Wednesday, March 08, 2006

Maxwell's Silver Hammer

Most of you probably think I'm very brash and run amok implementing things on my server all willy-nilly with hardly a concern for the damage that I might be inflicting on my visitors but that's further from the truth than you can imagine. I'm actually very cautious and do a lot of testing with each new approach I phase into my bot buster by first executing the rules and giving me a preview of what would happen for a day or so before I make the rules live.

That means to date all the IPs I've been banning are being banned in software so that I could monitor their returns and activity to verify they're really a permanent source of abuse or a one-shot attack from a dynamic IP.

Well, enough of them are returning on a regular basis that I've decided it's time to start the next phase of the project which I call Maxwell's Silver Hammer where it will decide automatically that the source of abuse is bad enough and just drop them in the .htaccess file so they simply bounce off the server and don't even tie up my scripts keeping an eye on them anymore.

So here we go sweating bullets that this code won't accidentally crash some night and leave the .htaccess file all banged up and bring the site down to it's knees.

Progress, gotta love it.

8 comments:

web professor said...

Ick your banning ip's with htaccess ?

I had a terrible time with that killing my server response time when I banned all of China. That was quite some time ago

IncrediBILL said...

Well I don't plan on putting a ton of IP's there, just the most abusive as I'll probably save a few GB in bandwidth alone letting them bounce off. The plan is to try blocking them for a period of time and then remove them again to see if they took a hint or not.

Problem is that the linear lists used in firewalls and Apache to allow/deny never took into account the sheer volume of assholes we have today and a simple pre-processing of the .htaccess file to make a binary counterpart to be used on subsequent accesses with the list of IP indexed for speed would easily resolve this.

Not my fault the people that build these tools can't code worth a shit or think outside the box.

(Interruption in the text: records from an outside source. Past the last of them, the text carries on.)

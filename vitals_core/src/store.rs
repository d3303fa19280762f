//! Persistent record store with file locking.
//!
//! Records live in a single JSON document inside the store directory,
//! alongside a lock file. Every operation runs as a transaction:
//! - Reads take a shared lock on the lock file
//! - Writes take an exclusive lock, load the document, mutate it and
//!   atomically replace it (temp file, fsync, rename)
//!
//! The exclusive lock makes the date-index lookup in `save` and the
//! following insert/update one atomic step, across threads and processes.

use crate::{DateRange, Error, HealthRecord, HealthRecordInput, RecordId, Result};
use chrono::NaiveDate;
use fs2::FileExt;
use serde::{Deserialize, Serialize};
use std::collections::BTreeMap;
use std::fs::{File, OpenOptions};
use std::io::{Read, Write};
use std::path::{Path, PathBuf};
use tempfile::NamedTempFile;

/// Latest document version this build reads and writes
pub const STORE_VERSION: u32 = 1;

const DOCUMENT_FILE: &str = "records.json";
const LOCK_FILE: &str = "records.lock";

/// On-disk layout: the record collection keyed by id plus a non-unique
/// secondary index on date.
#[derive(Clone, Debug, Serialize, Deserialize, PartialEq)]
struct StoreDocument {
    version: u32,
    next_id: RecordId,
    records: BTreeMap<RecordId, HealthRecord>,
    date_index: BTreeMap<NaiveDate, Vec<RecordId>>,
}

impl StoreDocument {
    fn empty() -> Self {
        Self {
            version: STORE_VERSION,
            next_id: 1,
            records: BTreeMap::new(),
            date_index: BTreeMap::new(),
        }
    }

    /// First (lowest) id recorded for a date
    fn first_for_date(&self, date: NaiveDate) -> Option<RecordId> {
        self.date_index
            .get(&date)
            .and_then(|ids| ids.first().copied())
    }

    fn upsert(&mut self, input: &HealthRecordInput) -> RecordId {
        if let Some(id) = self.first_for_date(input.date) {
            if let Some(existing) = self.records.get_mut(&id) {
                existing.merge_from(input);
                tracing::debug!("Updated record {} for {}", id, input.date);
                return id;
            }
        }

        let id = self.next_id;
        self.next_id += 1;
        self.records.insert(id, HealthRecord::from_input(id, input));
        self.date_index.entry(input.date).or_default().push(id);
        tracing::debug!("Inserted record {} for {}", id, input.date);
        id
    }

    /// Returns whether a record was removed
    fn remove(&mut self, id: RecordId) -> bool {
        let Some(record) = self.records.remove(&id) else {
            return false;
        };

        if let Some(ids) = self.date_index.get_mut(&record.date) {
            ids.retain(|other| *other != id);
            if ids.is_empty() {
                self.date_index.remove(&record.date);
            }
        }
        true
    }

    /// Records for every indexed date in `range` (all dates when `None`),
    /// ascending by date and by id within a date.
    fn collect_range(&self, range: Option<DateRange>) -> Vec<HealthRecord> {
        let ids: Vec<RecordId> = match range {
            // BTreeMap::range panics on an inverted range
            Some(range) if range.is_empty() => return Vec::new(),
            Some(range) => Self::ids_in(self.date_index.range(range.start..=range.end)),
            None => Self::ids_in(self.date_index.iter()),
        };

        ids.iter()
            .filter_map(|id| self.records.get(id).cloned())
            .collect()
    }

    fn ids_in<'a>(
        entries: impl Iterator<Item = (&'a NaiveDate, &'a Vec<RecordId>)>,
    ) -> Vec<RecordId> {
        entries.flat_map(|(_, ids)| ids.iter().copied()).collect()
    }

    fn build_index(records: &BTreeMap<RecordId, HealthRecord>) -> BTreeMap<NaiveDate, Vec<RecordId>> {
        let mut index: BTreeMap<NaiveDate, Vec<RecordId>> = BTreeMap::new();
        // BTreeMap iteration is ordered by id, so each bucket stays sorted
        for record in records.values() {
            index.entry(record.date).or_default().push(record.id);
        }
        index
    }

    /// Bring the index and id counter back in line with the records.
    ///
    /// Returns true if anything had to change.
    fn repair(&mut self) -> bool {
        let mut repaired = false;

        let index = Self::build_index(&self.records);
        if index != self.date_index {
            tracing::warn!(
                "Date index disagrees with {} stored records, rebuilding",
                self.records.len()
            );
            self.date_index = index;
            repaired = true;
        }

        let floor = self.records.keys().next_back().map_or(1, |max| max + 1);
        if self.next_id < floor {
            tracing::warn!("Id counter {} behind stored records, advancing to {}", self.next_id, floor);
            self.next_id = floor;
            repaired = true;
        }

        repaired
    }
}

#[derive(Clone, Copy, Debug, PartialEq, Eq)]
enum StoreState {
    Uninitialized,
    Ready,
}

/// Handle to the on-disk health record store
///
/// Created uninitialized; `init` must succeed before any other operation.
#[derive(Debug)]
pub struct RecordStore {
    dir: PathBuf,
    state: StoreState,
}

impl RecordStore {
    /// Create a handle for the store rooted at `dir`. Performs no I/O.
    pub fn new(dir: impl Into<PathBuf>) -> Self {
        Self {
            dir: dir.into(),
            state: StoreState::Uninitialized,
        }
    }

    pub fn dir(&self) -> &Path {
        &self.dir
    }

    pub fn is_ready(&self) -> bool {
        self.state == StoreState::Ready
    }

    fn document_path(&self) -> PathBuf {
        self.dir.join(DOCUMENT_FILE)
    }

    /// Open the store, provisioning an empty document on first use
    ///
    /// Reopening a provisioned store leaves its data alone. On failure the
    /// handle stays uninitialized and `init` can be called again.
    pub fn init(&mut self) -> Result<()> {
        if self.is_ready() {
            return Ok(());
        }

        match self.provision() {
            Ok(()) => {
                self.state = StoreState::Ready;
                tracing::debug!("Record store ready at {:?}", self.dir);
                Ok(())
            }
            Err(e) => {
                tracing::warn!("Failed to open record store at {:?}: {}", self.dir, e);
                Err(e)
            }
        }
    }

    fn provision(&self) -> Result<()> {
        std::fs::create_dir_all(&self.dir).map_err(|e| {
            Error::StorageUnavailable(format!("cannot create {:?}: {}", self.dir, e))
        })?;

        let lock = self.open_lock().map_err(unavailable)?;
        lock.lock_exclusive().map_err(|e| {
            Error::StorageUnavailable(format!("cannot lock {:?}: {}", self.dir, e))
        })?;

        let path = self.document_path();
        if path.exists() {
            let mut document = load_document(&path).map_err(unavailable)?;

            if document.version > STORE_VERSION {
                return Err(Error::StorageUnavailable(format!(
                    "store version {} is newer than supported {}",
                    document.version, STORE_VERSION
                )));
            }

            let mut dirty = document.repair();
            if document.version < STORE_VERSION {
                tracing::info!(
                    "Upgrading record store from version {} to {}",
                    document.version,
                    STORE_VERSION
                );
                document.version = STORE_VERSION;
                dirty = true;
            }

            if dirty {
                persist_document(&self.dir, &path, &document).map_err(unavailable)?;
            }

            tracing::debug!(
                "Opened record store with {} records",
                document.records.len()
            );
        } else {
            persist_document(&self.dir, &path, &StoreDocument::empty()).map_err(unavailable)?;
            tracing::info!("Provisioned new record store at {:?}", self.dir);
        }

        FileExt::unlock(&lock)?;
        Ok(())
    }

    /// Insert or update the record for `input.date`
    ///
    /// If a record already exists for the date its id is kept and every
    /// other field is overwritten. Otherwise a new id is assigned.
    pub fn save(&self, input: &HealthRecordInput) -> Result<RecordId> {
        self.ensure_ready()?;
        input.validate()?;

        self.write_transaction(|document| {
            let id = document.upsert(input);
            (id, true)
        })
    }

    /// Every record, ascending by date
    pub fn get_all(&self) -> Result<Vec<HealthRecord>> {
        self.ensure_ready()?;
        let records = self.read_transaction(|document| document.collect_range(None))?;
        tracing::debug!("Read {} records", records.len());
        Ok(records)
    }

    /// Records dated within `[start, end]` inclusive, ascending by date
    ///
    /// An inverted range (`start > end`) matches nothing.
    pub fn get_by_date_range(&self, start: NaiveDate, end: NaiveDate) -> Result<Vec<HealthRecord>> {
        self.get_in_range(DateRange::new(start, end))
    }

    /// Same as `get_by_date_range`, taking the bounds as a `DateRange`
    pub fn get_in_range(&self, range: DateRange) -> Result<Vec<HealthRecord>> {
        self.ensure_ready()?;
        let records = self.read_transaction(|document| document.collect_range(Some(range)))?;
        tracing::debug!(
            "Read {} records between {} and {}",
            records.len(),
            range.start,
            range.end
        );
        Ok(records)
    }

    /// Remove the record with `id`. Unknown ids are not an error.
    pub fn delete_by_id(&self, id: RecordId) -> Result<()> {
        self.ensure_ready()?;
        let removed = self.write_transaction(|document| {
            let removed = document.remove(id);
            (removed, removed)
        })?;

        if removed {
            tracing::debug!("Deleted record {}", id);
        } else {
            tracing::debug!("Delete of unknown record {} ignored", id);
        }
        Ok(())
    }

    fn ensure_ready(&self) -> Result<()> {
        if self.is_ready() {
            Ok(())
        } else {
            Err(Error::NotInitialized)
        }
    }

    fn open_lock(&self) -> Result<File> {
        let path = self.dir.join(LOCK_FILE);
        OpenOptions::new()
            .create(true)
            .read(true)
            .write(true)
            .truncate(false)
            .open(&path)
            .map_err(|e| Error::StorageWriteFailure(format!("cannot open {:?}: {}", path, e)))
    }

    fn read_transaction<T, F>(&self, f: F) -> Result<T>
    where
        F: FnOnce(&StoreDocument) -> T,
    {
        let lock = self.open_lock().map_err(read_failure)?;
        FileExt::lock_shared(&lock).map_err(|e| {
            Error::StorageReadFailure(format!("cannot lock {:?}: {}", self.dir, e))
        })?;

        let document = load_document(&self.document_path())?;
        let result = f(&document);

        FileExt::unlock(&lock)?;
        Ok(result)
    }

    /// Run `f` under the exclusive lock. `f` returns its result and whether
    /// the document changed and must be written back.
    fn write_transaction<T, F>(&self, f: F) -> Result<T>
    where
        F: FnOnce(&mut StoreDocument) -> (T, bool),
    {
        let lock = self.open_lock()?;
        lock.lock_exclusive().map_err(|e| {
            Error::StorageWriteFailure(format!("cannot lock {:?}: {}", self.dir, e))
        })?;

        let path = self.document_path();
        let mut document = load_document(&path)?;
        let (result, changed) = f(&mut document);
        if changed {
            persist_document(&self.dir, &path, &document)?;
        }

        FileExt::unlock(&lock)?;
        Ok(result)
    }
}

fn load_document(path: &Path) -> Result<StoreDocument> {
    let mut contents = String::new();
    File::open(path)
        .and_then(|file| std::io::BufReader::new(file).read_to_string(&mut contents))
        .map_err(|e| Error::StorageReadFailure(format!("cannot read {:?}: {}", path, e)))?;

    serde_json::from_str(&contents)
        .map_err(|e| Error::StorageReadFailure(format!("cannot parse {:?}: {}", path, e)))
}

/// Atomically replace the document: temp file in the same directory,
/// sync to disk, rename over the original.
fn persist_document(dir: &Path, path: &Path, document: &StoreDocument) -> Result<()> {
    let write_failure = |e: std::io::Error| {
        Error::StorageWriteFailure(format!("cannot write {:?}: {}", path, e))
    };

    let temp = NamedTempFile::new_in(dir).map_err(write_failure)?;
    {
        let mut writer = std::io::BufWriter::new(temp.as_file());
        let contents = serde_json::to_string(document)
            .map_err(|e| Error::StorageWriteFailure(format!("cannot encode records: {}", e)))?;
        writer.write_all(contents.as_bytes()).map_err(write_failure)?;
        writer.flush().map_err(write_failure)?;
    }
    temp.as_file().sync_all().map_err(write_failure)?;
    temp.persist(path).map_err(|e| write_failure(e.error))?;

    tracing::debug!("Persisted {} records to {:?}", document.records.len(), path);
    Ok(())
}

fn unavailable(e: Error) -> Error {
    match e {
        Error::StorageUnavailable(_) => e,
        other => Error::StorageUnavailable(other.to_string()),
    }
}

fn read_failure(e: Error) -> Error {
    match e {
        Error::StorageWriteFailure(message) => Error::StorageReadFailure(message),
        other => other,
    }
}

Hell, I applied a hash index table on top of DOS 3.x directory (entire drive) for a project once and you could locate any file on the hard disk in a fraction of a second way back in the early 80s on an pokey assed 80286 and these ass monkeys writing Windows and Linux still don't have directory searching optimized.

I gave up trying to fix things years ago so I deal with what I can change and to hell with the rest.

webprofessor said...

Yeah I had a few thousand lines hahahaa apache no likey

Neways I ended up writing a function I could call in my scripts to test if it was good or bad. Stored it all in a mysql table. Worked better for me at the time and was more scalable.

IncrediBILL said...

I concur with you as I'm using a database to track them now too and it's much more efficient.

The problem is the worst offenders can still engage a lot of CPU horsepower beating on the site for many hours at a time so JUST the most vile offenders will start bouncing off apache.

web professor said...

Have you tried reconfiguring your firewall on the fly ? Would blocking at your firewall be more efficient ?

When I was doing it, I wasn't really brave enough to try it because I had a single server and only one IP ( I was a cheap bastard lol ).

Also I was just fighting proxy users from posting on my forum not scrapers, so the situation was a lot different.

web professor said...

You know the dates are all wonky on the comments.. weird.. mine are showing this date on the comments "8/3/06 5:36 PM"

IncrediBILL said...

Remember that the purpose of the design of my script is to be able to drop into a standard web hosting account, one where access to server-wide firewall rules aren't available so .htaccess is the only hard block available to your average webmaster.

BTW, I de-wonked the dates for you but now some UK people will bitch about it being all americanized and shit.

web professor said...

Oh ok I thought this was just for you.